Tennis Pet Peeve #2: Cheating

Certainly, we can all admire your will and sheer desire to win.  But by cheating, you are not only robbing a person who rightfully earned a point, game, set, or match, but you also show everyone that you lack integrity.

The downfall of most empires: cheating the people.  The downfall of marriages: cheating on your spouse. The reason that many kids get expelled from school: cheating on tests. You get the point (hopefully not because you cheated!).  When you form a habit, it becomes ingrained in your character.  And above all, it is really annoying and immoral to cheat.

If you see the ball hit any part of the line, it is IN.  By sticking to this simple yet often violated rule, you present yourself to the world as not only an honest and trustworthy tennis player, but also an honest and trustworthy person.  You don’t want to be referred to as “the cheater.”  It doesn’t do much good for your rep.  Cheating is undoubtedly one of my greatest tennis pet peeves.

Tennis Pet Peeve #3: Throwing your Racquet

Full disclosure: Yes, the author has thrown his racquet before.  Yes, the author has received a code violation for such behavior.  But has the author realized the error of his ways? Yes.  Will the author refrain from throwing his racquet in the future?  I’ll try my best 🙂

Regardless, throwing your racquet is a big mistake for many reasons.
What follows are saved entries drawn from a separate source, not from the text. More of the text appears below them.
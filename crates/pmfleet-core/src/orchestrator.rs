//! ---
//! ems_section: "01-core-functionality"
//! ems_subsection: "module"
//! ems_type: "source"
//! ems_scope: "code"
//! ems_description: "Primary orchestration and lifecycle management."
//! ems_version: "v0.0.0-prealpha"
//! ems_owner: "tbd"
//! ---
use std::sync::Arc;
use std::time::{Duration, Instant};

use anyhow::{anyhow, Context, Result};
use chrono::{DateTime, Utc};
use indexmap::IndexMap;
use parking_lot::RwLock;
use pmfleet_common::AppConfig;
use pmfleet_meter::PowerMeter;
use pmfleet_metrics::{FleetMetrics, PollOutcome, SharedRegistry};
use pmfleet_stats::{builtin_specs, default_classifier, OperatorOutput, SpecSet, SpecsTable};
use serde::Serialize;
use tokio::sync::broadcast;
use tokio::task::JoinHandle;
use tokio::time::MissedTickBehavior;
use tracing::{debug, error, info, warn};

use crate::connector::{connect_meter, SharedConnector};
use crate::state::{EntryInfo, FleetEntry, FleetState};

/// One evaluation of the fleet spec set.
#[derive(Debug, Clone, Serialize)]
pub struct FleetReport {
    pub device_type: String,
    pub evaluated_at: DateTime<Utc>,
    pub devices: usize,
    pub metrics: IndexMap<String, OperatorOutput>,
}

/// Result of a single synchronous sweep over every device.
#[derive(Debug, Clone, Serialize)]
pub struct PollOnceReport {
    pub entries: Vec<FleetEntry>,
    pub fleet: FleetReport,
}

/// Primary orchestrator entrypoint.
pub struct FleetOrchestrator {
    config: Arc<AppConfig>,
    connector: SharedConnector,
    specs: Arc<SpecsTable>,
    metrics_registry: Option<SharedRegistry>,
}

impl std::fmt::Debug for FleetOrchestrator {
    fn fmt(&self, f: &mut std::fmt::Formatter<'_>) -> std::fmt::Result {
        f.debug_struct("FleetOrchestrator")
            .field("devices", &self.config.devices.len())
            .field("device_type", &self.config.fleet.device_type)
            .field("metrics", &self.metrics_registry.is_some())
            .finish()
    }
}

impl FleetOrchestrator {
    pub fn new(
        config: AppConfig,
        connector: SharedConnector,
        metrics: Option<SharedRegistry>,
    ) -> Result<Self> {
        config
            .validate()
            .context("invalid fleet configuration")?;
        let specs = builtin_specs(default_classifier())?;
        Ok(Self {
            config: Arc::new(config),
            connector,
            specs,
            metrics_registry: metrics,
        })
    }

    /// Replace the built-in specs table.
    pub fn with_specs(mut self, specs: Arc<SpecsTable>) -> Self {
        self.specs = specs;
        self
    }

    fn spec_set(&self) -> Result<SpecSet> {
        let device_type = &self.config.fleet.device_type;
        self.specs
            .get(device_type)
            .cloned()
            .ok_or_else(|| {
                anyhow!("no aggregation specs registered for device type '{device_type}'")
            })
    }

    /// Connect every device, spawn its poll loop and the aggregation loop.
    pub async fn start(self) -> Result<FleetHandle> {
        let spec_set = self.spec_set()?;
        let metrics = match &self.metrics_registry {
            Some(registry) => Some(FleetMetrics::new(registry.clone())?),
            None => None,
        };
        let (shutdown_tx, _) = broadcast::channel(16);
        let state = FleetState::new();
        let device_tasks: Vec<_> = self
            .connect_fleet(&state)
            .into_iter()
            .map(|(device_id, meter, interval)| {
                spawn_device_loop(
                    device_id,
                    meter,
                    interval,
                    state.clone(),
                    metrics.clone(),
                    shutdown_tx.subscribe(),
                )
            })
            .collect();

        if let Some(metrics) = &metrics {
            metrics.set_device_count(device_tasks.len());
        }
        if device_tasks.is_empty() {
            warn!("no connectable devices configured");
        }

        let aggregator = Aggregator {
            device_type: self.config.fleet.device_type.clone(),
            spec_set: Arc::new(spec_set),
            state: state.clone(),
            latest: Arc::new(RwLock::new(None)),
            metrics,
        };
        let aggregation_task = spawn_aggregation_loop(
            aggregator.clone(),
            self.config.fleet.aggregation_interval,
            shutdown_tx.subscribe(),
        );

        info!(
            devices = device_tasks.len(),
            device_type = %self.config.fleet.device_type,
            "fleet orchestrator started"
        );

        Ok(FleetHandle {
            shutdown: shutdown_tx,
            device_tasks,
            aggregation_task,
            aggregator,
            config: self.config,
        })
    }

    /// Take one fresh snapshot from every device, close the clients and
    /// evaluate the spec set once.
    pub async fn poll_once(&self) -> Result<PollOnceReport> {
        let spec_set = self.spec_set()?;
        let state = FleetState::new();
        let meters = self.connect_fleet(&state);

        let polls = meters.into_iter().map(|(device_id, mut meter, _)| {
            let state = state.clone();
            async move {
                poll_device(&device_id, &mut meter, &state, None).await;
                meter.close().await;
            }
        });
        futures::future::join_all(polls).await;

        let aggregator = Aggregator {
            device_type: self.config.fleet.device_type.clone(),
            spec_set: Arc::new(spec_set),
            state: state.clone(),
            latest: Arc::new(RwLock::new(None)),
            metrics: None,
        };
        Ok(PollOnceReport {
            entries: state.entries(),
            fleet: aggregator.run(),
        })
    }

    /// Open every connectable device. A connector failure lands on that
    /// device's entry as `last.err`; the rest of the fleet still connects.
    fn connect_fleet(&self, state: &FleetState) -> Vec<(String, PowerMeter, Duration)> {
        let mut meters = Vec::new();
        for (device_id, device) in &self.config.devices {
            match connect_meter(self.connector.as_ref(), device_id, device) {
                Ok(Some(meter)) => {
                    state.register(device_id, EntryInfo::from(device));
                    meters.push((device_id.clone(), meter, device.collect_snaps_interval));
                }
                Ok(None) => {}
                Err(err) => {
                    warn!(device = %device_id, error = %err, "device connect failed; not polling it");
                    state.register(device_id, EntryInfo::from(device));
                    state.record_error(device_id, format!("{err:#}"));
                }
            }
        }
        meters
    }
}

/// Handle returned from [`FleetOrchestrator::start`].
#[derive(Debug)]
pub struct FleetHandle {
    shutdown: broadcast::Sender<()>,
    device_tasks: Vec<JoinHandle<()>>,
    aggregation_task: JoinHandle<()>,
    aggregator: Aggregator,
    config: Arc<AppConfig>,
}

impl FleetHandle {
    pub fn config(&self) -> &AppConfig {
        &self.config
    }

    pub fn state(&self) -> &FleetState {
        &self.aggregator.state
    }

    pub fn device_count(&self) -> usize {
        self.device_tasks.len()
    }

    /// Most recent aggregation result, if a pass has completed.
    pub fn latest_metrics(&self) -> Option<FleetReport> {
        self.aggregator.latest.read().clone()
    }

    /// Run an aggregation pass immediately and publish it.
    pub fn aggregate_now(&self) -> FleetReport {
        self.aggregator.run()
    }

    pub async fn shutdown(self) -> Result<()> {
        let _ = self.shutdown.send(());
        for task in self.device_tasks {
            if let Err(err) = task.await {
                error!(error = %err, "device task join error");
            }
        }
        if let Err(err) = self.aggregation_task.await {
            error!(error = %err, "aggregation task join error");
        }
        info!("fleet orchestrator shutdown complete");
        Ok(())
    }
}

#[derive(Clone)]
struct Aggregator {
    device_type: String,
    spec_set: Arc<SpecSet>,
    state: FleetState,
    latest: Arc<RwLock<Option<FleetReport>>>,
    metrics: Option<FleetMetrics>,
}

impl std::fmt::Debug for Aggregator {
    fn fmt(&self, f: &mut std::fmt::Formatter<'_>) -> std::fmt::Result {
        f.debug_struct("Aggregator")
            .field("device_type", &self.device_type)
            .field("ops", &self.spec_set.len())
            .finish()
    }
}

impl Aggregator {
    fn run(&self) -> FleetReport {
        let entries = self.state.values();
        let report = FleetReport {
            device_type: self.device_type.clone(),
            evaluated_at: Utc::now(),
            devices: entries.len(),
            metrics: self.spec_set.evaluate(&entries),
        };
        if let Some(metrics) = &self.metrics {
            let rows: Vec<(&str, String, String, f64)> = report
                .metrics
                .iter()
                .flat_map(|(operator, output)| {
                    output
                        .rows()
                        .into_iter()
                        .map(move |(group, stat, value)| (operator.as_str(), group, stat, value))
                })
                .collect();
            metrics.publish_fleet(rows.iter().map(|(operator, group, stat, value)| {
                (*operator, group.as_str(), stat.as_str(), *value)
            }));
        }
        debug!(
            devices = report.devices,
            ops = report.metrics.len(),
            "fleet aggregation pass"
        );
        *self.latest.write() = Some(report.clone());
        report
    }
}

fn spawn_device_loop(
    device_id: String,
    mut meter: PowerMeter,
    interval: Duration,
    state: FleetState,
    metrics: Option<FleetMetrics>,
    mut shutdown: broadcast::Receiver<()>,
) -> JoinHandle<()> {
    tokio::spawn(async move {
        let mut ticker = tokio::time::interval(interval);
        ticker.set_missed_tick_behavior(MissedTickBehavior::Delay);
        loop {
            tokio::select! {
                _ = shutdown.recv() => {
                    debug!(device = %device_id, "device loop shutdown");
                    break;
                }
                _ = ticker.tick() => {
                    poll_device(&device_id, &mut meter, &state, metrics.as_ref()).await;
                }
            }
        }
        meter.close().await;
    })
}

fn spawn_aggregation_loop(
    aggregator: Aggregator,
    interval: Duration,
    mut shutdown: broadcast::Receiver<()>,
) -> JoinHandle<()> {
    tokio::spawn(async move {
        let mut ticker = tokio::time::interval(interval);
        ticker.set_missed_tick_behavior(MissedTickBehavior::Delay);
        // the first tick fires immediately, before any device has reported
        ticker.tick().await;
        loop {
            tokio::select! {
                _ = shutdown.recv() => {
                    debug!("aggregation loop shutdown");
                    break;
                }
                _ = ticker.tick() => {
                    aggregator.run();
                }
            }
        }
    })
}

async fn poll_device(
    device_id: &str,
    meter: &mut PowerMeter,
    state: &FleetState,
    metrics: Option<&FleetMetrics>,
) {
    let started = Instant::now();
    match meter.prep_snap(false).await {
        Ok(snap) => {
            state.record_snapshot(device_id, snap.to_value(), snap.timestamp);
            if let Some(metrics) = metrics {
                metrics.record_poll(device_id, PollOutcome::Ok, started.elapsed().as_secs_f64());
                metrics.set_power(device_id, snap.power_w, snap.historical_average_w);
            }
            debug!(
                device = device_id,
                power_w = snap.power_w,
                last15m_avg_w = snap.historical_average_w,
                "snapshot collected"
            );
        }
        Err(err) => {
            warn!(device = device_id, error = %err, "poll failed");
            state.record_error(device_id, err.to_string());
            if let Some(metrics) = metrics {
                let elapsed = started.elapsed().as_secs_f64();
                metrics.record_poll(device_id, PollOutcome::Error, elapsed);
            }
        }
    }
}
(1) Racquets are expensive.  Playing tennis costs a lot of money (alright, the 1% can stop laughing now). Throwing a racquet, especially at certain angles, can crack a frame, leaving the racquet useless except to ward off house burglars and drunk people at tennis socials.  Racquet companies are not going to replace a racquet that has been voluntarily cracked (there is no crime of passion defense here).  Just because the pros throw their racquets doesn’t mean you should.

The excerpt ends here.